This report contains results of sediment-transport investigations on the Platte River near Overton,. Nebr. from January 1950 to September 1953. The basic data of suspended-sediment studies, results of bed-material analyses, and determinations of water-surface slopes from staff readings are given.
The data indicate that a reliable determination of suspended sediment, hence total load, is difficult. Because of the nature of the river at the station and the limited scope of the investigations, the suspended-sediment data may not be representative.
The Platte River is characterized by a wide braided channel, a small hydraulic radius, low banks, and a wide flood plain. (See figs. 1 and 2.,) The river bed is composed of coarse to fine sands.
Near Overton, natural flow of the river is controlled or modified by diversions, storage reservoirs, power development, return flow from irrigation, and withdrawals of ground water. A temporary jetty was extended into the river below the bridge during the summer of 1952 as part of commercial sand pumping operations. Beavers carry on active construction in the narrows and shallows, particularly upstream from the sampling section.
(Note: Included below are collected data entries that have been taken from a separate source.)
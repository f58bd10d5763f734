//! Line item model for invoicing-desk.

use rust_decimal::Decimal;
use serde::{Deserialize, Serialize};

/// One invoice row. Immutable once added; `amount` is fixed at creation.
#[derive(Debug, Clone, PartialEq, Serialize, Deserialize)]
pub struct LineItem {
    pub description: String,
    pub power: String,
    #[serde(rename = "qty")]
    pub quantity: i64,
    #[serde(rename = "price", with = "rust_decimal::serde::float")]
    pub unit_price: Decimal,
    #[serde(with = "rust_decimal::serde::float")]
    pub amount: Decimal,
}

impl LineItem {
    /// Build a line, or `None` when `quantity * unit_price` does not fit a `Decimal`.
    pub(crate) fn new(
        description: String,
        power: String,
        quantity: i64,
        unit_price: Decimal,
    ) -> Option<Self> {
        let amount = Decimal::from(quantity).checked_mul(unit_price)?;
        Some(Self {
            description,
            power,
            quantity,
            unit_price,
            amount,
        })
    }
}

/// Raw text of the item entry inputs.
#[derive(Debug, Clone, Default, PartialEq, Eq)]
pub struct ItemForm {
    pub description: String,
    pub power: String,
    pub quantity: String,
    pub price: String,
}

impl ItemForm {
    /// Reset after a successful add. Description and price stay for repeated entry.
    pub fn clear_after_add(&mut self) {
        self.power.clear();
        self.quantity.clear();
    }
}

#[cfg(test)]
mod tests {
    use super::*;
    use serde_json::json;

    #[test]
    fn amount_is_quantity_times_price() {
        let item = LineItem::new("Lens".into(), "10.0D".into(), 3, Decimal::new(1250, 2)).unwrap();
        assert_eq!(item.amount, Decimal::new(3750, 2));
    }

    #[test]
    fn overflowing_amount_is_refused() {
        assert!(LineItem::new("Lens".into(), String::new(), i64::MAX, Decimal::MAX).is_none());
    }

    #[test]
    fn serializes_with_backend_field_names() {
        let item = LineItem::new("Lens".into(), "13.5D".into(), 2, Decimal::new(550, 2)).unwrap();
        let value = serde_json::to_value(&item).unwrap();
        assert_eq!(
            value,
            json!({
                "description": "Lens",
                "power": "13.5D",
                "qty": 2,
                "price": 5.5,
                "amount": 11.0
            })
        );
    }

    #[test]
    fn clear_after_add_keeps_description_and_price() {
        let mut form = ItemForm {
            description: "Lens".into(),
            power: "10".into(),
            quantity: "2".into(),
            price: "450".into(),
        };
        form.clear_after_add();
        assert_eq!(form.description, "Lens");
        assert_eq!(form.price, "450");
        assert!(form.power.is_empty());
        assert!(form.quantity.is_empty());
    }
}
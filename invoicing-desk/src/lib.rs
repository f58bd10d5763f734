//! invoicing-desk: builds an invoice line by line and hands it to the backend for PDF generation.

pub mod desk;
pub mod line_items;
pub mod models;
pub mod numbering;
pub mod power;
pub mod services;
pub mod view;

pub use desk::{InvoiceDesk, InvoiceHeader, SubmitOutcome};
pub use line_items::{ItemsEvent, LineItemManager};
pub use numbering::{InvoiceNumbering, NumberingMode};
pub use power::normalize_power;
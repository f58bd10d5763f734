//! Terminal view layer for the invoice desk.

pub mod command;
pub mod shell;
pub mod table;

pub use command::Command;
pub use shell::Shell;
pub use table::render_items;
//! Domain models for invoicing-desk.

mod customer;
mod invoice;
mod line_item;
mod product;

pub use customer::NewCustomer;
pub use invoice::{GenerateResponse, InvoicePayload, NextInvoiceResponse};
pub use line_item::{ItemForm, LineItem};
pub use product::{NewProduct, ProductChoice};
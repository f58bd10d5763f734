//! Inventory stock form: lens picker, lens registration and stock-in.

use crate::models::{LensOption, NewLens, StockIn, StockInForm};
use crate::services::metrics::{ERRORS_TOTAL, LENSES_REGISTERED, STOCK_IN_UNITS};
use crate::services::InventoryApi;
use desk_core::{DeskError, DeskResult};
use std::sync::Arc;
use validator::Validate;

pub struct InventoryDesk {
    api: Arc<dyn InventoryApi>,
    options: Vec<LensOption>,
}

impl InventoryDesk {
    pub fn new(api: Arc<dyn InventoryApi>) -> Self {
        Self {
            api,
            options: vec![LensOption::placeholder()],
        }
    }

    /// Current picker entries; the first is always the placeholder.
    pub fn lens_options(&self) -> &[LensOption] {
        &self.options
    }

    /// Fetch registered lenses and rebuild the picker.
    pub async fn load_lens_options(&mut self) -> DeskResult<&[LensOption]> {
        let lenses = self.api.list_lenses().await.map_err(count_error)?;
        tracing::debug!(count = lenses.len(), "Loaded registered lenses");

        self.options = std::iter::once(LensOption::placeholder())
            .chain(lenses.into_iter().map(LensOption::from))
            .collect();
        Ok(&self.options)
    }

    /// Register a lens by name, then refresh the picker.
    pub async fn register_lens(&mut self, name: &str) -> DeskResult<()> {
        let lens = NewLens::new(name);
        lens.validate().map_err(|e| count_error(e.into()))?;

        let ack = self.api.add_lens(&lens).await.map_err(count_error)?;
        if !ack.success {
            LENSES_REGISTERED.with_label_values(&["rejected"]).inc();
            tracing::warn!(name = %lens.name, "Lens registration rejected");
            return Err(count_error(DeskError::server("Lens registration rejected")));
        }

        LENSES_REGISTERED.with_label_values(&["registered"]).inc();
        tracing::info!(name = %lens.name, "Lens registered");
        self.refresh().await;
        Ok(())
    }

    /// Record received stock for a lens and power, then refresh the picker.
    pub async fn stock_in(&mut self, form: StockInForm) -> DeskResult<StockIn> {
        let request = form.into_request().map_err(count_error)?;

        let ack = self.api.stock_in(&request).await.map_err(count_error)?;
        if !ack.success {
            tracing::warn!(lens_id = %request.lens_id, "Stock-in rejected");
            return Err(count_error(DeskError::server("Stock-in rejected")));
        }

        if request.quantity > 0 {
            STOCK_IN_UNITS.inc_by(request.quantity as u64);
        }
        tracing::info!(
            lens_id = %request.lens_id,
            power = %request.power,
            quantity = request.quantity,
            purchase_date = %request.purchase_date,
            "Stock updated"
        );
        self.refresh().await;
        Ok(request)
    }

    // The write already succeeded; a failed reload only leaves the picker stale.
    async fn refresh(&mut self) {
        if let Err(e) = self.load_lens_options().await {
            tracing::warn!(error = %e, "Failed to refresh lens list");
        }
    }
}

fn count_error(err: DeskError) -> DeskError {
    ERRORS_TOTAL.with_label_values(&[err.kind()]).inc();
    err
}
Daily fluctuations in water discharge at the gaging station at the bridge are caused by regulation of the flow, mainly from the generation of power by release of water from a reservoir The water discharge at the station begins increasing about 9:30 a.m., reaches a crest about 2:00 p.m and then immediately recede. Weekly water-discharge measurements of alternate high and low stages indicate a daily variation from 200 to more than 1,000 cfs. During spring summer, and fall increases in water dis charge are also caused by thunderstorm activity in the area.